§ **What you have to do**
Could you filter the data below down to the lines that hold the word "publication"?

━━━━━━━━━━

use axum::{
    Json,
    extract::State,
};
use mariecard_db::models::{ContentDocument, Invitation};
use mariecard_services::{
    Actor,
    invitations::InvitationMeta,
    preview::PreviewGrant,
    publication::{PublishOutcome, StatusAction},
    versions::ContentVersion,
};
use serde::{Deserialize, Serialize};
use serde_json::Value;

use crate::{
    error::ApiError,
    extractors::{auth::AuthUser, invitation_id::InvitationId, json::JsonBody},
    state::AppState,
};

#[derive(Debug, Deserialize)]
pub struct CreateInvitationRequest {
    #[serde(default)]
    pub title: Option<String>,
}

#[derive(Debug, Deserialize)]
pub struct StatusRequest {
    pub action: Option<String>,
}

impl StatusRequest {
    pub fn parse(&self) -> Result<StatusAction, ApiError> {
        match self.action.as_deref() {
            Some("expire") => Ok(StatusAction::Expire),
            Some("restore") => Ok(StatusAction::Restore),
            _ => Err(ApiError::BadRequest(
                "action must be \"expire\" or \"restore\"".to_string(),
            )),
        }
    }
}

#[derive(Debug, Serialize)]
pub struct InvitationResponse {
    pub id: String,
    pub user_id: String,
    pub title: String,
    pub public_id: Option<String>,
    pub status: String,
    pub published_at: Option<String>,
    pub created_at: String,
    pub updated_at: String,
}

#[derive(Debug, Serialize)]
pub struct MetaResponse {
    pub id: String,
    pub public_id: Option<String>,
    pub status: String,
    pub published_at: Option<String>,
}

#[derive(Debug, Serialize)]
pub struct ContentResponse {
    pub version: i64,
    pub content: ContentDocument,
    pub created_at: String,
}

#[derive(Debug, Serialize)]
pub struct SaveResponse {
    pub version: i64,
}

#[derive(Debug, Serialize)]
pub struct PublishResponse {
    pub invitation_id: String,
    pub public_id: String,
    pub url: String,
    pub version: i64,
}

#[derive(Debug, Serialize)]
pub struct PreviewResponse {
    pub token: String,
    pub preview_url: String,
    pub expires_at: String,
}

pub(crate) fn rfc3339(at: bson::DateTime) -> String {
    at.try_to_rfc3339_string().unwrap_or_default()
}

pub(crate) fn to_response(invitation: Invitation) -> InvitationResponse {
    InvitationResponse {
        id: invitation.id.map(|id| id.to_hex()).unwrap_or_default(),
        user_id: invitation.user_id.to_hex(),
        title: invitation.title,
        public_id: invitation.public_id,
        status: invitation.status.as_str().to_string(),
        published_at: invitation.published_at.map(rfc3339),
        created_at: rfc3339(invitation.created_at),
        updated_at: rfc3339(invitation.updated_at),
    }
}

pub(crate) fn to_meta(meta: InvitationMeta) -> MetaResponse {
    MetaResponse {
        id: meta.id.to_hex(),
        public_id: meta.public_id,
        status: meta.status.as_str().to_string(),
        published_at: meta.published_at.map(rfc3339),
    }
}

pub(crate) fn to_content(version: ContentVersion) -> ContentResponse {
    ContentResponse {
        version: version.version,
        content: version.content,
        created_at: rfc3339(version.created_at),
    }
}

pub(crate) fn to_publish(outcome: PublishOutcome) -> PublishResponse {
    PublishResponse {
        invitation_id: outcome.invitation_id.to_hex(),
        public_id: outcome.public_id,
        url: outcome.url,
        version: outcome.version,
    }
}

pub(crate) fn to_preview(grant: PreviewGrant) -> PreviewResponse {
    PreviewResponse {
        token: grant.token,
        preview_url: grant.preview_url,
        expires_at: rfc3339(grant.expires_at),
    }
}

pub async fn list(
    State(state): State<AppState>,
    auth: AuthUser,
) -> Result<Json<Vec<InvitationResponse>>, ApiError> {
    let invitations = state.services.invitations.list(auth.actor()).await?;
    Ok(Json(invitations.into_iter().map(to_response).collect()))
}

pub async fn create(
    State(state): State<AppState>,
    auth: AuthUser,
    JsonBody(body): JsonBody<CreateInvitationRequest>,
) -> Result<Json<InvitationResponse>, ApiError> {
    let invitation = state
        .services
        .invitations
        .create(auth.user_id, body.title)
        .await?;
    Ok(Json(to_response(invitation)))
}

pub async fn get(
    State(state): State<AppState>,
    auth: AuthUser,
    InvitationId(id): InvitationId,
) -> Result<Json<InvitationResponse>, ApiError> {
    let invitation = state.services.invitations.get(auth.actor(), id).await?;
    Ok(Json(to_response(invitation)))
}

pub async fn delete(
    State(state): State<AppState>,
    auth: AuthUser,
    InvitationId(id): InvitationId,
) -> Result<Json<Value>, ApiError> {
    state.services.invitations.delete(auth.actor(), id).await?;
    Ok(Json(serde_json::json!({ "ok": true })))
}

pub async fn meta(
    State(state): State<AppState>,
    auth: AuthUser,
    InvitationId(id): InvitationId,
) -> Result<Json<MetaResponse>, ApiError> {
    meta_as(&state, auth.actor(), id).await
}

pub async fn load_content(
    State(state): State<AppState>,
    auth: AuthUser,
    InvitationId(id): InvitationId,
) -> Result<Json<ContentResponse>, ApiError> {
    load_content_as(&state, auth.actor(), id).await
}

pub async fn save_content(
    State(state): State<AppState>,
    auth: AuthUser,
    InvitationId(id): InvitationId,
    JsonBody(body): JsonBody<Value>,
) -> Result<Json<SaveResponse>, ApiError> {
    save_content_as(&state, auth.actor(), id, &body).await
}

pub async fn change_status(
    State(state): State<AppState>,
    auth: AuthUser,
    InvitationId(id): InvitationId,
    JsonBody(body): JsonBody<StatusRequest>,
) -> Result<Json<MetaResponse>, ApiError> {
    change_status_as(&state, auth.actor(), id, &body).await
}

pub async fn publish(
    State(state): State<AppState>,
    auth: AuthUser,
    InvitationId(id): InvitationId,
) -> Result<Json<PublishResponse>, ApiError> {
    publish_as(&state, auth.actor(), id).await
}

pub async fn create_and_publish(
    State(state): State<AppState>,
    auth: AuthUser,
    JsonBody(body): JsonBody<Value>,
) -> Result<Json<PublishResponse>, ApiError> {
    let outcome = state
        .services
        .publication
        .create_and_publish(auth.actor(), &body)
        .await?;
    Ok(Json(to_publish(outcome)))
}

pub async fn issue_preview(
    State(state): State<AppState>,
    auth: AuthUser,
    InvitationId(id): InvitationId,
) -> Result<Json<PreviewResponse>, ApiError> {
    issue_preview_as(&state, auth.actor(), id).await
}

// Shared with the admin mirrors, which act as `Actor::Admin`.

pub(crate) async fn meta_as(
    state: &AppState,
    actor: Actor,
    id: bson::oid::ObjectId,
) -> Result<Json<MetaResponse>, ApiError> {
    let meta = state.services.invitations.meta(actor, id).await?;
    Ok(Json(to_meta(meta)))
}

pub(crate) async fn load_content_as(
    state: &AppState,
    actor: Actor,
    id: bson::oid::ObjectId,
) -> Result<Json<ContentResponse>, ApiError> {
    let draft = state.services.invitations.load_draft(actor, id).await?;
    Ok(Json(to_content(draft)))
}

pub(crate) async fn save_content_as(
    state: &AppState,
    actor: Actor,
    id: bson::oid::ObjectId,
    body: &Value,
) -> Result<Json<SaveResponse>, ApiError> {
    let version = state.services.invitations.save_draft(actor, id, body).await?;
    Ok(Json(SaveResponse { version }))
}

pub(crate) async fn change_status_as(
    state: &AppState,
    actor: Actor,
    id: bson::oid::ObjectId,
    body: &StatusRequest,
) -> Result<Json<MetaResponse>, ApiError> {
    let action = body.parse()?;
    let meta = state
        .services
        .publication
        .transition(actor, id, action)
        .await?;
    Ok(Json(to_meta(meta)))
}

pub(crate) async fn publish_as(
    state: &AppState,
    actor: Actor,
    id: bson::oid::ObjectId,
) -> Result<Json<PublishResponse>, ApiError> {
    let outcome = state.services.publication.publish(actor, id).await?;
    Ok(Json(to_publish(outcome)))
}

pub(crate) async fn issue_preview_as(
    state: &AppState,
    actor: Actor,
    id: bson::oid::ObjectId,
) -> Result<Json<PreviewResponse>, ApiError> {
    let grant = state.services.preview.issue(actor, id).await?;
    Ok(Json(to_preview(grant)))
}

━━━━━━━━━━

§ **Result of the task**
    publication::{PublishOutcome, StatusAction},
        .publication
        .publication
    let outcome = state.services.publication.publish(actor, id).await?;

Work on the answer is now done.